Glycolipid-containing nanoparticle vaccine engages invariant NKT cells to enhance humoral protection against systemic bacterial infection but abrogates T-independent vaccine responses

CD4¹ T cells enable the critical B cell humoral immune protection afforded by most effective vaccines. We and others have recently identified an alternative source of help for B cells in mice, invariant NK T (iNKT) cells. iNKT cells are innate glycolipid-specific T cells restricted to the nonpolymorphic Ag-presenting molecule CD1d. As such, iNKT cells respond to glycolipids equally well in all people, making them an appealing adjuvant for universal vaccines. We tested the potential for the iNKT glycolipid agonist, a-galactosylceramide (aGC), to serve as an adjuvant for a known human protective epitope by creating a nanoparticle that delivers aGC plus antigenic polysaccharides from Streptococcus pneumoniae. aGC-embedded nanoparticles activate murine iNKT cells and B cells in vitro and in vivo, facilitate significant dose sparing, and avoid iNKT anergy. Nanoparticles containing aGC plus S. pneumoniae polysaccharides elicits robust IgM and IgG in vivo and protect mice against lethal systemic S. pneumoniae. However, codelivery of aGC via nanoparticles actually eliminated Ab protection elicited by a T-independent S. pneumoniae vaccine.
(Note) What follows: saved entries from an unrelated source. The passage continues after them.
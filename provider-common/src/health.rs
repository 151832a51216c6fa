use std::collections::HashMap;
use std::ops::Add;
use std::sync::{Arc, PoisonError, RwLock};

use axum::http::StatusCode;
use axum::response::{IntoResponse, Response};
use time::Duration;
use tracing::warn;

/// Liveness reporting for the long-running loops of a worker.
///
/// Each loop registers itself as a component with a deadline, and must report
/// healthy more often than that deadline. The process is healthy only when
/// every registered component reported recently; a component that misses its
/// deadline is reported as `Stalled`. A registry with no components is
/// unhealthy, so a probe hitting the process before the loops start fails.
#[derive(Default, Debug)]
pub struct HealthStatus {
    pub healthy: bool,
    pub components: HashMap<String, ComponentStatus>,
}

impl IntoResponse for HealthStatus {
    fn into_response(self) -> Response {
        let body = format!("{:?}", self);
        match self.healthy {
            true => (StatusCode::OK, body),
            false => (StatusCode::INTERNAL_SERVER_ERROR, body),
        }
        .into_response()
    }
}

#[derive(Debug, Clone, Eq, PartialEq)]
pub enum ComponentStatus {
    Starting,
    HealthyUntil(time::OffsetDateTime),
    Unhealthy,
    Stalled,
}

type Components = Arc<RwLock<HashMap<String, ComponentStatus>>>;

#[derive(Clone)]
pub struct HealthHandle {
    component: String,
    deadline: Duration,
    components: Components,
}

impl HealthHandle {
    /// Must be called more frequently than the configured deadline.
    pub fn report_healthy(&self) {
        self.report_status(ComponentStatus::HealthyUntil(
            time::OffsetDateTime::now_utc().add(self.deadline),
        ))
    }

    pub fn report_status(&self, status: ComponentStatus) {
        let mut components = self
            .components
            .write()
            .unwrap_or_else(PoisonError::into_inner);
        components.insert(self.component.clone(), status);
    }
}

#[derive(Clone)]
pub struct HealthRegistry {
    name: String,
    components: Components,
}

impl HealthRegistry {
    pub fn new(name: &str) -> Self {
        Self {
            name: name.to_owned(),
            components: Default::default(),
        }
    }

    /// Register a component, which starts in `Starting` until it first reports.
    pub fn register(&self, component: &str, deadline: Duration) -> HealthHandle {
        let handle = HealthHandle {
            component: component.to_owned(),
            deadline,
            components: self.components.clone(),
        };
        handle.report_status(ComponentStatus::Starting);
        handle
    }

    /// Overall process status. Can be used as an axum handler.
    pub fn get_status(&self) -> HealthStatus {
        let components = self
            .components
            .read()
            .unwrap_or_else(PoisonError::into_inner);
        let now = time::OffsetDateTime::now_utc();

        let mut result = HealthStatus {
            healthy: !components.is_empty(),
            components: HashMap::with_capacity(components.len()),
        };

        for (name, status) in components.iter() {
            let status = match status {
                ComponentStatus::HealthyUntil(until) if *until > now => status.clone(),
                ComponentStatus::HealthyUntil(_) => ComponentStatus::Stalled,
                other => other.clone(),
            };
            if !matches!(status, ComponentStatus::HealthyUntil(_)) {
                result.healthy = false;
            }
            result.components.insert(name.clone(), status);
        }

        if !result.healthy {
            warn!("{} health check failed: {:?}", self.name, result.components);
        }
        result
    }
}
This is consistent with previous studies demonstrating iNKT cell help for B cells following acute activation, but negative regulation of B cells during chronic inflammation. aGC-containing nanoparticles represent a viable platform for broadly efficacious vaccines against deadly human pathogens, but their potential for eliminating B cells under certain conditions suggests further clarity on iNKT cell interactions with B cells is warranted. The Journal of Immunology, 2021, 206: 1806–1816.